In 2017, Wizards re-released the adventure updated to the 5th Edition rules as part of the Tales from the Yawning Portal collection.

==Reception==
Doug Traversa reviewed the adventure in The Space Gamer No. 29. He stated that "This module is well thought out and is very detailed. The illustrations are accurate and add an extra dimension to the adventure. Reference sheets contain a combat matrix for the three characters included, and a monster index with the statistics of all the creatures in the shrine." He continued: "The shrine has two entrances, but the rules are written based on the assumption that you enter through the tournament entrance. If you choose to use the other, more obvious, entrance, the DM must read the rules from back to front, which can get confusing. Although the map and rules are detailed, they are also confusing. And parts of the scoring system seem less than logical. Traversa concluded his review by saying, "Of all the modules TSR has published (and I have read them all) I would rate this right in the middle. For those DMs who have trouble designing their own dungeons, I say buy it. For those who don't, save your [money] and make your own shrine."

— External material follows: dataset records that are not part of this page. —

//! Error types produced while loading configurations or sizing a spar.

use std::path::PathBuf;

use thiserror::Error;

/// Error returned when a configuration cannot be read or is not physically meaningful.
///
/// Every variant is fatal: sizing never starts from a configuration that failed to load.
#[derive(Debug, Error)]
pub enum ConfigError {
    /// Returned when the configuration file cannot be read.
    #[error("failed to read configuration {path:?}: {source}")]
    Io {
        /// Path that was being read.
        path: PathBuf,
        /// Underlying I/O failure.
        #[source]
        source: std::io::Error,
    },
    /// Returned when a YAML document is malformed or misses a required key.
    #[error("invalid YAML configuration: {0}")]
    Yaml(#[from] serde_yaml::Error),
    /// Returned when a JSON document is malformed or misses a required key.
    #[error("invalid JSON configuration: {0}")]
    Json(#[from] serde_json::Error),
    /// Returned when the file extension does not name a supported format.
    #[error("unsupported configuration format for {0:?} (expected .yaml, .yml or .json)")]
    UnsupportedFormat(PathBuf),
    /// Returned when a value that must be strictly positive is not.
    #[error("`{key}` must be positive (received {value})")]
    NonPositive {
        /// Configuration key holding the rejected value.
        key: &'static str,
        /// Rejected value.
        value: f64,
    },
    /// Returned when a value is NaN or infinite.
    #[error("`{key}` must be finite (received {value})")]
    NonFinite {
        /// Configuration key holding the rejected value.
        key: &'static str,
        /// Rejected value.
        value: f64,
    },
    /// Returned when a spanwise location does not fall on the half-span.
    #[error("`{key}` = {value} m lies outside the half-span [0, {half_span}) m")]
    OutsideHalfSpan {
        /// Configuration key holding the rejected location.
        key: &'static str,
        /// Rejected location in metres.
        value: f64,
        /// Half-span in metres.
        half_span: f64,
    },
    /// Returned when the discretization step is longer than the half-span.
    #[error("step {delta} m leaves no stations on a {half_span} m half-span")]
    EmptyGrid {
        /// Configured step in metres.
        delta: f64,
        /// Half-span in metres.
        half_span: f64,
    },
    /// Returned when only one coefficient of the linear load fit is supplied.
    #[error("linear load fit needs both `m` and `b`")]
    IncompleteLinearFit,
    /// Returned when the radius region breaks are not strictly increasing.
    #[error("`radius_breaks` must be strictly increasing")]
    UnorderedRadiusBreaks,
}

/// Error returned when a sizing run cannot produce a complete set of profiles.
#[derive(Debug, Error)]
pub enum SizingError {
    /// Returned when the configuration is rejected before any computation.
    #[error(transparent)]
    Config(#[from] ConfigError),
    /// Returned when an arithmetic step produced NaN or infinity.
    ///
    /// A partially valid profile is never handed to a caller.
    #[error("{profile} is not finite at station {index} (y = {position} m)")]
    NonFinite {
        /// Name of the offending profile.
        profile: &'static str,
        /// Station index on the sizing grid.
        index: usize,
        /// Spanwise position of the station in metres.
        position: f64,
    },
}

Jim Bambra reviewed The Hidden Shrine of Tamoachan for the British RPG magazine White Dwarf, and gave the module an 8 out of 10 overall. Bambra noted the adventure's "Central and South American flavour", and "setting... from Aztec and Mayan culture and mythology". He added, "the room descriptions portray this very well and the accompanying booklet of black and white illustrations enhance the atmosphere even more." He felt that the treasures were skimpy, and that Dungeon Masters running the adventure as part of a campaign would need to increase the total value to make exploration worthwhile to the players. He felt that the recommended levels of 5th-7th was a bit unrealistic, as the lower level characters would have a very hard time in the shrine, and felt that 6th-8th level characters would have a reasonable chance of success. He called the adventure "enjoyable and colourful", especially for players who think and act fast. Bambra said it would appeal more to gamers who like mental challenges and problem solving.

The Hidden Shrine of Tamoachan was ranked the 18th greatest Dungeons & Dragons adventure of all time by Dungeon magazine in 2004.

Dungeon Master for Dummies includes The Hidden Shrine of Tamoachan in its list of the ten best classic adventures, noting the players' destination as a "Mayan-style temple full of surprising traps and devious tricks."

Ken Denmead of Wired listed the module as one of the "Top 10 D&D Modules I Found in Storage This Weekend". According to Denmead, "the whole dungeon is trap-o-palooza, and it's really important to listen, pay attention, and always assume that when something looks too good to be true, you're probably dead already, so go ahead and grab it."